Exercise prompt: Somewhere below is a line with "pub const ONE: GLenum = 1;" and, later, a line with "pub const PIXEL_PACK_BUFFER_ARB: GLenum"; repeat those two lines and all the lines between them, exactly as they are.

BEGIN

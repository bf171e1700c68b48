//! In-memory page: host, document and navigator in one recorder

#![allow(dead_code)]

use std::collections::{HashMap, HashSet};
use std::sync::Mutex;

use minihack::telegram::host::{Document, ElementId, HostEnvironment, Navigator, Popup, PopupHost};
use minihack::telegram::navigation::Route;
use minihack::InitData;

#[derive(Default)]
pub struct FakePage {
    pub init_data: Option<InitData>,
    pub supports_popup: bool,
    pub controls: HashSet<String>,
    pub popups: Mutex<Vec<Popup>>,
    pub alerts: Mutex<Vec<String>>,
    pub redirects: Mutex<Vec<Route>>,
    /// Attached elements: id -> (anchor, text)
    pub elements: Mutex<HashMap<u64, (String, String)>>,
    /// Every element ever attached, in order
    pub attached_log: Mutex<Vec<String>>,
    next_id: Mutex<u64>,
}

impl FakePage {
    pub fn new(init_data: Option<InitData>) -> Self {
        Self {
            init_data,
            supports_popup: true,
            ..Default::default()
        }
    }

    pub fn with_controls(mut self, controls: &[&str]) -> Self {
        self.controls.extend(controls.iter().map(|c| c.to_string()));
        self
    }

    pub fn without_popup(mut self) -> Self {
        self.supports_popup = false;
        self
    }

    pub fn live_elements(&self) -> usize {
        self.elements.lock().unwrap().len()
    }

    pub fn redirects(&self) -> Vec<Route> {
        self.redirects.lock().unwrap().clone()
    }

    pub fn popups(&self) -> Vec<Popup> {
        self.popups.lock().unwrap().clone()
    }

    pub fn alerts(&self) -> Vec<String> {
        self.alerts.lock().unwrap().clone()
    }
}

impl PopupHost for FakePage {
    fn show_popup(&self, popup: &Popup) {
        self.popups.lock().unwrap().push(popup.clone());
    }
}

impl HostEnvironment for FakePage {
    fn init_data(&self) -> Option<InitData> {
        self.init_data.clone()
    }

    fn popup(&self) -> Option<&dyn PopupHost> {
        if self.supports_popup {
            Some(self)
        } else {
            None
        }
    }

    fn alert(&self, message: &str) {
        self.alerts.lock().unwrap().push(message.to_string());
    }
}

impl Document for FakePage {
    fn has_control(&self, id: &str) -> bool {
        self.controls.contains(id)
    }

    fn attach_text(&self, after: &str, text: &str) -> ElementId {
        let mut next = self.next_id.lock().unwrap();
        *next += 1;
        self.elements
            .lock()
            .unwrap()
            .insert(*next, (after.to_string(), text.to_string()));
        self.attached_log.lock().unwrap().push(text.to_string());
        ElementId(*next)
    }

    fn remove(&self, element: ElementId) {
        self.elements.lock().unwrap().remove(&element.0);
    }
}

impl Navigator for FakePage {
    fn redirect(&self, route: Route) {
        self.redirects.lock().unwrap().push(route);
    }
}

END
BEGIN

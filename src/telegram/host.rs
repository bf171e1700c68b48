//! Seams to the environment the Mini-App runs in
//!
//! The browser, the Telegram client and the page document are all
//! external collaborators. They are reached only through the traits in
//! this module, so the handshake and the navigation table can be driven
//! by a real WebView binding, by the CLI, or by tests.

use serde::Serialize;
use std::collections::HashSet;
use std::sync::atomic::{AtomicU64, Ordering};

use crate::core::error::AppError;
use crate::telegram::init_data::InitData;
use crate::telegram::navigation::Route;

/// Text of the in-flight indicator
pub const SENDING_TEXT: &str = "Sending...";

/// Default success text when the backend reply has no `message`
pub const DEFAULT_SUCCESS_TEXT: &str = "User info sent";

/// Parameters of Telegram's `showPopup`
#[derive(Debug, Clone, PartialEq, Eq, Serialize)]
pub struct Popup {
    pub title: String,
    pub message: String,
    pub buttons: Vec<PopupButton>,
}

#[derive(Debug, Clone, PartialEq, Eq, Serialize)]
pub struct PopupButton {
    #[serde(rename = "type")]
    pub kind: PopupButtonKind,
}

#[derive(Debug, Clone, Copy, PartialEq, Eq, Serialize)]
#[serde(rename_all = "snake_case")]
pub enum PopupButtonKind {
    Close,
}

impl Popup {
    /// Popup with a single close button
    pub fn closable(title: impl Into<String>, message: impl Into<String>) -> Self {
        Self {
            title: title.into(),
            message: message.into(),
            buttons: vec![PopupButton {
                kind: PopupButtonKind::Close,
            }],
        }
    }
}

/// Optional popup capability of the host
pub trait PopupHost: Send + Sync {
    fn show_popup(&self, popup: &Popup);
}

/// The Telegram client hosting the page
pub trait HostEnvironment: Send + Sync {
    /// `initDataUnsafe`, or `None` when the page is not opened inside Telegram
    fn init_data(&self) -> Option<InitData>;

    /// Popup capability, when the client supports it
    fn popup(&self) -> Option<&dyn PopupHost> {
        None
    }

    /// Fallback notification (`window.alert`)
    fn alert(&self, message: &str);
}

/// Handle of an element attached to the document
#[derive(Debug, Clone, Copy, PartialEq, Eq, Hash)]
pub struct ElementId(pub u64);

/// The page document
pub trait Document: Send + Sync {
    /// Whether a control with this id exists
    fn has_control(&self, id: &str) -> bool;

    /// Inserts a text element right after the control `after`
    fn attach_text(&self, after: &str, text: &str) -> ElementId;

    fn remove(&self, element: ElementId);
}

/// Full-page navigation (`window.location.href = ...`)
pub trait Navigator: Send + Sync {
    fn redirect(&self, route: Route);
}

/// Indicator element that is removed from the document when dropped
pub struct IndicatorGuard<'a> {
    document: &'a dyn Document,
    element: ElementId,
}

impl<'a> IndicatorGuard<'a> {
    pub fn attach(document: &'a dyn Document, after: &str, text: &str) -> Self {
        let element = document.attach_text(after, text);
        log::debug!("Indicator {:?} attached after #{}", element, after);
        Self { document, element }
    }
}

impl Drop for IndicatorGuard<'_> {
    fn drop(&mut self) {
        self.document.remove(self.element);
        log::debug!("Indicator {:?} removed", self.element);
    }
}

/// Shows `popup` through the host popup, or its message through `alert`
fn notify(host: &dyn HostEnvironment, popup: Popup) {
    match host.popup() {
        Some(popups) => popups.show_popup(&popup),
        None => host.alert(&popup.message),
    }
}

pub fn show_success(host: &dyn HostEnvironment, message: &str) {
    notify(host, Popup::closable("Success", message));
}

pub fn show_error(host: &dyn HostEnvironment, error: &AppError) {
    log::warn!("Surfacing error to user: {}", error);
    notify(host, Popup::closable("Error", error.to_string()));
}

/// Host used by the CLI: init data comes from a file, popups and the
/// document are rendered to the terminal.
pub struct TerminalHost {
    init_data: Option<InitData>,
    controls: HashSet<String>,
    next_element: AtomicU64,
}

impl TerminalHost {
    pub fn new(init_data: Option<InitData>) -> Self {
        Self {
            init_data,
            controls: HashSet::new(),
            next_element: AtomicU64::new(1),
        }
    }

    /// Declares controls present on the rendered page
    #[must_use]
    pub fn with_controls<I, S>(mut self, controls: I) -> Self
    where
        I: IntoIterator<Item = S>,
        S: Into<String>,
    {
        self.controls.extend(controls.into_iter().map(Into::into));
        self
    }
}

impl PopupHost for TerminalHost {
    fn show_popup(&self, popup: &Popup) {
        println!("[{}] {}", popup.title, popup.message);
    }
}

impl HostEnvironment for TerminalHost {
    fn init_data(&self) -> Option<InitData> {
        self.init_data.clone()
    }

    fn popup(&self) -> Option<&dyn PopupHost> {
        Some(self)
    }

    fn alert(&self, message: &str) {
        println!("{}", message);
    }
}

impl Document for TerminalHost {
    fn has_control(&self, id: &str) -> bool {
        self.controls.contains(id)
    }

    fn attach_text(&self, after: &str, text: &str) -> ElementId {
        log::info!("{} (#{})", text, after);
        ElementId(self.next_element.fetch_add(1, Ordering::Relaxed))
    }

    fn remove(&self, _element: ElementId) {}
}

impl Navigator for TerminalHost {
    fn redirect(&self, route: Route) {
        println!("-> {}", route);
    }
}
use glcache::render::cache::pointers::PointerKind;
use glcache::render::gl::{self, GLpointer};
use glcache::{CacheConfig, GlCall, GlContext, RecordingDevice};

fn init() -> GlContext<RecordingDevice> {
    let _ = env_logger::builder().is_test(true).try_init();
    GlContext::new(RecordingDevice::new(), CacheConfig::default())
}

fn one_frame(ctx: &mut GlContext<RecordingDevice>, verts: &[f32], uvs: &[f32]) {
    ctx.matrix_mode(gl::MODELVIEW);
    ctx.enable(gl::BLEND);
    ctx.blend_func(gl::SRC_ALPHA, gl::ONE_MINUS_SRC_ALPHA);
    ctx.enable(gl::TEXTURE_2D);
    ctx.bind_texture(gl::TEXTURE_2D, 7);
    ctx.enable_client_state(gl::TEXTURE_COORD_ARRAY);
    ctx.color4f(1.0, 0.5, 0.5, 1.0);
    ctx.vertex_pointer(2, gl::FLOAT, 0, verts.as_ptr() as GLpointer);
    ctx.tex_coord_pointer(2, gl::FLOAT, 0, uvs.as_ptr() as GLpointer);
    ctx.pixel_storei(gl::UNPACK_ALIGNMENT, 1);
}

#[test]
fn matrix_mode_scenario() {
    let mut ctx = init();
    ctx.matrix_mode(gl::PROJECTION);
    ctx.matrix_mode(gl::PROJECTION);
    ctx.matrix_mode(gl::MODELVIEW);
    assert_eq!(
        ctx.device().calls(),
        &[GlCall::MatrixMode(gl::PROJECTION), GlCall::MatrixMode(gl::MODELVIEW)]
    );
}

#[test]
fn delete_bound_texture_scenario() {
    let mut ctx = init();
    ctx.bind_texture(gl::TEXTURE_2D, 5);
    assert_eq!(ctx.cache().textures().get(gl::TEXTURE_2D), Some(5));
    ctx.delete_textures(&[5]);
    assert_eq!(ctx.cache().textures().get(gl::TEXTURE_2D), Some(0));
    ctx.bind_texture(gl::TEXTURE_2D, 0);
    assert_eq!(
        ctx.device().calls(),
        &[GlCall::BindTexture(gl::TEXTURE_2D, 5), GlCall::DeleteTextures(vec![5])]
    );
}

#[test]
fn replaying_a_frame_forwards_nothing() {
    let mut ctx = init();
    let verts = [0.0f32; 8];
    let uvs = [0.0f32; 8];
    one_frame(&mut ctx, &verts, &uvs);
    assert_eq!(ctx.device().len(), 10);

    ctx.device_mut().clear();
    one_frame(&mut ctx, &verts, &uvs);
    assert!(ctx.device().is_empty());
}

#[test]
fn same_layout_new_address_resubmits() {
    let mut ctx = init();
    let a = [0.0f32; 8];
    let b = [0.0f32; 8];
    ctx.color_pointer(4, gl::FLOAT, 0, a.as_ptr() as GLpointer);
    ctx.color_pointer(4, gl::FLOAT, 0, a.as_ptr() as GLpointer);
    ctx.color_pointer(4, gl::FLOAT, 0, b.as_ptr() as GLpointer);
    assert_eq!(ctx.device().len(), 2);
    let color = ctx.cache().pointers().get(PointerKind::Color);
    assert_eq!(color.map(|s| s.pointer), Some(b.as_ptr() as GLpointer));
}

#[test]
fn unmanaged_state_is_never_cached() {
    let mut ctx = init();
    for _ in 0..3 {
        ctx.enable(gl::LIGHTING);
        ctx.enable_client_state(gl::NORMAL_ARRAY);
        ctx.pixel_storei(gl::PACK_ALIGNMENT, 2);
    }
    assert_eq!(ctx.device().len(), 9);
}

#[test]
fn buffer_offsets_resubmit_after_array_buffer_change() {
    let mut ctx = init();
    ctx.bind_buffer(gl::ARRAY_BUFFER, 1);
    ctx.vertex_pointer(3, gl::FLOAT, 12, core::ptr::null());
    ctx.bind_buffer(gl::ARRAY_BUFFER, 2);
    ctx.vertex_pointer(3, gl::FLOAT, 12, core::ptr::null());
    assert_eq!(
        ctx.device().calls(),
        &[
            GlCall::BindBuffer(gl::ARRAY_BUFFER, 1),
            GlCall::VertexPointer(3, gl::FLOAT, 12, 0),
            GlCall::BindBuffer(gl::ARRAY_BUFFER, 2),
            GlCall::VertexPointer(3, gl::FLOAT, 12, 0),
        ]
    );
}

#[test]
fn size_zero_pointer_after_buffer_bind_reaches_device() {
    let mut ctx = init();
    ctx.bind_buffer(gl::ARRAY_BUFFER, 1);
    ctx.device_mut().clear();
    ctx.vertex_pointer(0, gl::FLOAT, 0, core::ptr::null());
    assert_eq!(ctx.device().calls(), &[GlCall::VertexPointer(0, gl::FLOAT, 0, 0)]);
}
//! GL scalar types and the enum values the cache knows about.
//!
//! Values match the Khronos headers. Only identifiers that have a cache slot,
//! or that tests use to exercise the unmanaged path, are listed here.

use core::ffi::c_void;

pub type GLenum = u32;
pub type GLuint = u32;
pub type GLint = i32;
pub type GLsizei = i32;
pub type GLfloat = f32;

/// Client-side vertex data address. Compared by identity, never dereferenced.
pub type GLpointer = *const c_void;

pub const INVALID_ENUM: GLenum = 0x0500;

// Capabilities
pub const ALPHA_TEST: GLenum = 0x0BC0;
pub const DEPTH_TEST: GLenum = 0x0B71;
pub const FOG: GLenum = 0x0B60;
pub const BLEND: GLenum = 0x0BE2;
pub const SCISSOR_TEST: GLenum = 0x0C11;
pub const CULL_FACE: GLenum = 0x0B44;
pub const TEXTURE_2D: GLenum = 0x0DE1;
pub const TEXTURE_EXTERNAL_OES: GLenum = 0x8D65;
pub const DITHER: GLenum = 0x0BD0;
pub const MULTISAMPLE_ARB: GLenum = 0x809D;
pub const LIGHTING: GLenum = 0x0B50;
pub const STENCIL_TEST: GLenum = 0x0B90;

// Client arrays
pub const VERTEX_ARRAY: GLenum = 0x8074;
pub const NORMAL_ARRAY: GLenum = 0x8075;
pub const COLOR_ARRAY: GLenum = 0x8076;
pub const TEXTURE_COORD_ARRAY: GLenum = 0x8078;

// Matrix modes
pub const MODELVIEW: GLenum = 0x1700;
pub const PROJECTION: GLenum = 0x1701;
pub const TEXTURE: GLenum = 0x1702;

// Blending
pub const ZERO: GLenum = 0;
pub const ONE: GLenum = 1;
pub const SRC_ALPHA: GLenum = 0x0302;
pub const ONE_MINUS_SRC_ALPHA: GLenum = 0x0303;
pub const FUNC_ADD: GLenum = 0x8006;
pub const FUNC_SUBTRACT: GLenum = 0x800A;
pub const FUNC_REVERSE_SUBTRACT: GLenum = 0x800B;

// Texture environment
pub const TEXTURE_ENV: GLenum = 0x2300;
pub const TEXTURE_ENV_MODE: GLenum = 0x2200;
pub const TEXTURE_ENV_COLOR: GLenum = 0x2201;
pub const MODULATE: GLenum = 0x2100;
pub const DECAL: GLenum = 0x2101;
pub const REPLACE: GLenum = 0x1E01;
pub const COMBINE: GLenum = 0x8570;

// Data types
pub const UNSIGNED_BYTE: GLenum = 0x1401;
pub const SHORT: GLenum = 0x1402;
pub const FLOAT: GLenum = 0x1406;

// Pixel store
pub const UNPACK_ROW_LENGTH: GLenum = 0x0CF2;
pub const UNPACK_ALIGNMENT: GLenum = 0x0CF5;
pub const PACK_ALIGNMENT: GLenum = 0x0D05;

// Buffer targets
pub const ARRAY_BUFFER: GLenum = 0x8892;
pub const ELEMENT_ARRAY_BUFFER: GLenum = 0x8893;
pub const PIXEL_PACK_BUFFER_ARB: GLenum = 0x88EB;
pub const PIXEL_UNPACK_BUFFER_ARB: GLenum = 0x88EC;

END
BEGIN

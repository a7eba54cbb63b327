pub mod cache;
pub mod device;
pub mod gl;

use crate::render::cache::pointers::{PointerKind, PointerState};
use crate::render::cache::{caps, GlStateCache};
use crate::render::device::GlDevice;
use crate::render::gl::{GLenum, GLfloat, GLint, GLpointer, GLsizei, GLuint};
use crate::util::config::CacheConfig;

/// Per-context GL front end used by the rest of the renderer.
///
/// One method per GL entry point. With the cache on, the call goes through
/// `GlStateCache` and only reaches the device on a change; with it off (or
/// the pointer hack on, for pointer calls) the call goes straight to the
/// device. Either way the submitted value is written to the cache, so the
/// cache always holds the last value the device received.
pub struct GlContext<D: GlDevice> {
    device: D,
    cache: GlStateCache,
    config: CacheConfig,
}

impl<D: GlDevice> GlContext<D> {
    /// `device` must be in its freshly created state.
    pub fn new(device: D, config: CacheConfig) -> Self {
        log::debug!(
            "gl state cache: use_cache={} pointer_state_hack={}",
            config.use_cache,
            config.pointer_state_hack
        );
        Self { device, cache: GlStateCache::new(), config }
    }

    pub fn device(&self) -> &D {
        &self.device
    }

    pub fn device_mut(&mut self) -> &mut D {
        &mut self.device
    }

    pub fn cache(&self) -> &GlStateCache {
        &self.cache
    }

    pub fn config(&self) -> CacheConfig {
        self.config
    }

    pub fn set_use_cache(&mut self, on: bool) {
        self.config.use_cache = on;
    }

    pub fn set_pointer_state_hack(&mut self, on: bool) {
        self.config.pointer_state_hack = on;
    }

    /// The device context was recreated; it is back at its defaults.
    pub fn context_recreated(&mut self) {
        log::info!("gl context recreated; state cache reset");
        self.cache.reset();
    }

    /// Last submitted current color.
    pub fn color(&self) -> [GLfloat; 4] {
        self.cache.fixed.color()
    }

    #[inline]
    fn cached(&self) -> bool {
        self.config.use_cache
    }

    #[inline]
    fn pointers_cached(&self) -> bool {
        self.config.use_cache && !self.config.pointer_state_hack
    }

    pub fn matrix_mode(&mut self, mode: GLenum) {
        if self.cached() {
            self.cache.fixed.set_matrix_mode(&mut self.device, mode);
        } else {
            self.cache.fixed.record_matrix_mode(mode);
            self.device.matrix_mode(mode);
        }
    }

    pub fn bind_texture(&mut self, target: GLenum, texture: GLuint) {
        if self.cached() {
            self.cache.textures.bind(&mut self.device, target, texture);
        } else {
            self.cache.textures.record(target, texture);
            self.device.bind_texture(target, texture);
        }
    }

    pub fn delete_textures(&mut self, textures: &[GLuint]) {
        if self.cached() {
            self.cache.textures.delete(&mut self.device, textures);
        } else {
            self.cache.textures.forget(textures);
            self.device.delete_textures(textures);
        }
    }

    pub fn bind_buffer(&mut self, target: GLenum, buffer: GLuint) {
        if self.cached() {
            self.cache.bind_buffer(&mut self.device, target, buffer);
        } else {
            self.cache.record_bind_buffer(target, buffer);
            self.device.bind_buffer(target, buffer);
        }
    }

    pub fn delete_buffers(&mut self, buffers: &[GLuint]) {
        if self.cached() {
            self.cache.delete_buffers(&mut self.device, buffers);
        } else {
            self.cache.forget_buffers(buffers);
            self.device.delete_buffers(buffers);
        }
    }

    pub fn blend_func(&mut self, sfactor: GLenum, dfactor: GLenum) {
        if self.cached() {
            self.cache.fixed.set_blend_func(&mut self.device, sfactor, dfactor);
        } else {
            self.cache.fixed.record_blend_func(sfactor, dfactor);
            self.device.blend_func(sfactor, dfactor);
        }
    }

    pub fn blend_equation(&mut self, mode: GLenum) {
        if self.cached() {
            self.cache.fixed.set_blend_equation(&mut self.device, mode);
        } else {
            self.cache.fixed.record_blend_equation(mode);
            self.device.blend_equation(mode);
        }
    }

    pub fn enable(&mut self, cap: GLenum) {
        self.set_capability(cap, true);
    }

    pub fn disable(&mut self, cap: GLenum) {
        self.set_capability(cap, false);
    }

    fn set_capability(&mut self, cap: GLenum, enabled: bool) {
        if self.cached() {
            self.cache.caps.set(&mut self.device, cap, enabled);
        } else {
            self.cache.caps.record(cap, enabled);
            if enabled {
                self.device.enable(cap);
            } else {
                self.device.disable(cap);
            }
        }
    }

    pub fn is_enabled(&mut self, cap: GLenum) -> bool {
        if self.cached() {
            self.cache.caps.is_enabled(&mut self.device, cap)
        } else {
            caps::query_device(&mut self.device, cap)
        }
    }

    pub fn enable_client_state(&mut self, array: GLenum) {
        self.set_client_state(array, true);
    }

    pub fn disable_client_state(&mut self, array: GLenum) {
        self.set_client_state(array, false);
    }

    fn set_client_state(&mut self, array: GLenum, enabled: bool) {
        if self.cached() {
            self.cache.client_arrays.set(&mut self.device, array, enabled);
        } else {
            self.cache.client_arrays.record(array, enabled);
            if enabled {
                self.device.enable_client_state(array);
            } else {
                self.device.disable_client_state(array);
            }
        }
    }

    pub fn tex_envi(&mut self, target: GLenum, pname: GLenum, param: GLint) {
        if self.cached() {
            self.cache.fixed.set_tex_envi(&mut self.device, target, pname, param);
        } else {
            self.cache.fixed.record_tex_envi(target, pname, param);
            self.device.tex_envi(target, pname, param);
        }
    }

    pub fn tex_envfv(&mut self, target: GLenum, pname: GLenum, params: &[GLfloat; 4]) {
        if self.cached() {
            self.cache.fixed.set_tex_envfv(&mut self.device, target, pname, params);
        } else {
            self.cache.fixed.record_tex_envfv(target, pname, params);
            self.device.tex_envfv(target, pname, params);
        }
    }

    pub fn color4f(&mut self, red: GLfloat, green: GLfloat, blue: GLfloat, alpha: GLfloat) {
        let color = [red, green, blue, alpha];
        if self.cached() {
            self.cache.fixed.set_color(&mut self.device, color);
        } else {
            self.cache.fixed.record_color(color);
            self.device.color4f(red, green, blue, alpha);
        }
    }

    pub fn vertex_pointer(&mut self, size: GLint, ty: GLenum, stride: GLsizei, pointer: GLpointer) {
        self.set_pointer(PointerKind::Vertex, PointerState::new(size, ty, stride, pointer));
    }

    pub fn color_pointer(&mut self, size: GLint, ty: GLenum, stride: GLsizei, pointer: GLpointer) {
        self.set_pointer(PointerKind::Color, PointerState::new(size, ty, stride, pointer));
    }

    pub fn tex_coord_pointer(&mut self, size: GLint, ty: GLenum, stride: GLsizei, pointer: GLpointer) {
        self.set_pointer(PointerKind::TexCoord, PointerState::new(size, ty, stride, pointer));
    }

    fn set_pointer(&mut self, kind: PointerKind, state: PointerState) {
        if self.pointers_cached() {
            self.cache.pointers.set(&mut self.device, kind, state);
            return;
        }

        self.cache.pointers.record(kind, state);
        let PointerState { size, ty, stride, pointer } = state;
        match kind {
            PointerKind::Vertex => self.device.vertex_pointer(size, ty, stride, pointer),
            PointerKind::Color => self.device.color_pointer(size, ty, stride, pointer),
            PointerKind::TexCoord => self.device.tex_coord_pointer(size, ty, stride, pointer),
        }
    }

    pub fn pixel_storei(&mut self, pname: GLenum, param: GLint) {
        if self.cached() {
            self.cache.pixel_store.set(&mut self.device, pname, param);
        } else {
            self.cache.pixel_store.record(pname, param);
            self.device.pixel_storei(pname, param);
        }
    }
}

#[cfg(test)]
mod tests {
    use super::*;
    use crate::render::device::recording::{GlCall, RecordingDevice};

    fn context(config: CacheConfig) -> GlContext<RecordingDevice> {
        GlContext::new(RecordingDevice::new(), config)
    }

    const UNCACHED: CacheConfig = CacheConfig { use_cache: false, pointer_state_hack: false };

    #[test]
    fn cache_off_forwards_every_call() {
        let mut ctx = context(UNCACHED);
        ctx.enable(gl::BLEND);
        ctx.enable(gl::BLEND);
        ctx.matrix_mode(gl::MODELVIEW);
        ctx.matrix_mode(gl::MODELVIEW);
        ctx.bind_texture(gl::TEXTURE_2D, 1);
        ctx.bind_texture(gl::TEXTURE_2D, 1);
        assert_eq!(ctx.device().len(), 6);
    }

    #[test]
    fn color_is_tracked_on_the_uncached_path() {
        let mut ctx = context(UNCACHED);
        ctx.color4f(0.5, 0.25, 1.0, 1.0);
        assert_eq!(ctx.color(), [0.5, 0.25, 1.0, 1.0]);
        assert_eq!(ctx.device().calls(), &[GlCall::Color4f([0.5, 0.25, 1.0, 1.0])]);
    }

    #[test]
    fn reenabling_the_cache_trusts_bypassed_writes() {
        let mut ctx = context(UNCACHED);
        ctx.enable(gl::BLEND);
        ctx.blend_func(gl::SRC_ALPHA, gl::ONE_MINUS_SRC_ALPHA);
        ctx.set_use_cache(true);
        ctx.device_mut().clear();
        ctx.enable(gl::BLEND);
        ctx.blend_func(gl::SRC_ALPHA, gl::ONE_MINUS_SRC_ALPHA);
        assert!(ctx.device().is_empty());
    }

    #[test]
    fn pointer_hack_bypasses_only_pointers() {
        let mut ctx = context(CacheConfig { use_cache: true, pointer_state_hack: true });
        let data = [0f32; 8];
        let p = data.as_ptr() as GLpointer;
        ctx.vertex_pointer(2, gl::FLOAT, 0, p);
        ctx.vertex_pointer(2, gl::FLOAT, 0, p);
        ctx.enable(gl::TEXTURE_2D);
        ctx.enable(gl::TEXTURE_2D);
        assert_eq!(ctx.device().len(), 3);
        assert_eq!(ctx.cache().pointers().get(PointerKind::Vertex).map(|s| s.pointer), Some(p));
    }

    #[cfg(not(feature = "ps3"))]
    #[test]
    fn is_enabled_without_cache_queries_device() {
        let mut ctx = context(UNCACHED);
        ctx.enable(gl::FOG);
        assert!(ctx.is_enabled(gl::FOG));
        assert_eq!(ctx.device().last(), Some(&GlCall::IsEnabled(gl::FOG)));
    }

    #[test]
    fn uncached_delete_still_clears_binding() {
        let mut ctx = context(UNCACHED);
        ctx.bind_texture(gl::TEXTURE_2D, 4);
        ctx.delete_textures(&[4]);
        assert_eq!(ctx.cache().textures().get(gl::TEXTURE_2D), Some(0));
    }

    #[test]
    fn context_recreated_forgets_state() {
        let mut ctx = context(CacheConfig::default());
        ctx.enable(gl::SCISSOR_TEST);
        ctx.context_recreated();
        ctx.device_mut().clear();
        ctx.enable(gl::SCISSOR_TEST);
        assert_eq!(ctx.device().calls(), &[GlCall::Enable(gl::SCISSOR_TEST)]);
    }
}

END

Finished task:
pub const ONE: GLenum = 1;
pub const SRC_ALPHA: GLenum = 0x0302;
pub const ONE_MINUS_SRC_ALPHA: GLenum = 0x0303;
pub const FUNC_ADD: GLenum = 0x8006;
pub const FUNC_SUBTRACT: GLenum = 0x800A;
pub const FUNC_REVERSE_SUBTRACT: GLenum = 0x800B;

// Texture environment
pub const TEXTURE_ENV: GLenum = 0x2300;
pub const TEXTURE_ENV_MODE: GLenum = 0x2200;
pub const TEXTURE_ENV_COLOR: GLenum = 0x2201;
pub const MODULATE: GLenum = 0x2100;
pub const DECAL: GLenum = 0x2101;
pub const REPLACE: GLenum = 0x1E01;
pub const COMBINE: GLenum = 0x8570;

// Data types
pub const UNSIGNED_BYTE: GLenum = 0x1401;
pub const SHORT: GLenum = 0x1402;
pub const FLOAT: GLenum = 0x1406;

// Pixel store
pub const UNPACK_ROW_LENGTH: GLenum = 0x0CF2;
pub const UNPACK_ALIGNMENT: GLenum = 0x0CF5;
pub const PACK_ALIGNMENT: GLenum = 0x0D05;

// Buffer targets
pub const ARRAY_BUFFER: GLenum = 0x8892;
pub const ELEMENT_ARRAY_BUFFER: GLenum = 0x8893;
pub const PIXEL_PACK_BUFFER_ARB: GLenum = 0x88EB;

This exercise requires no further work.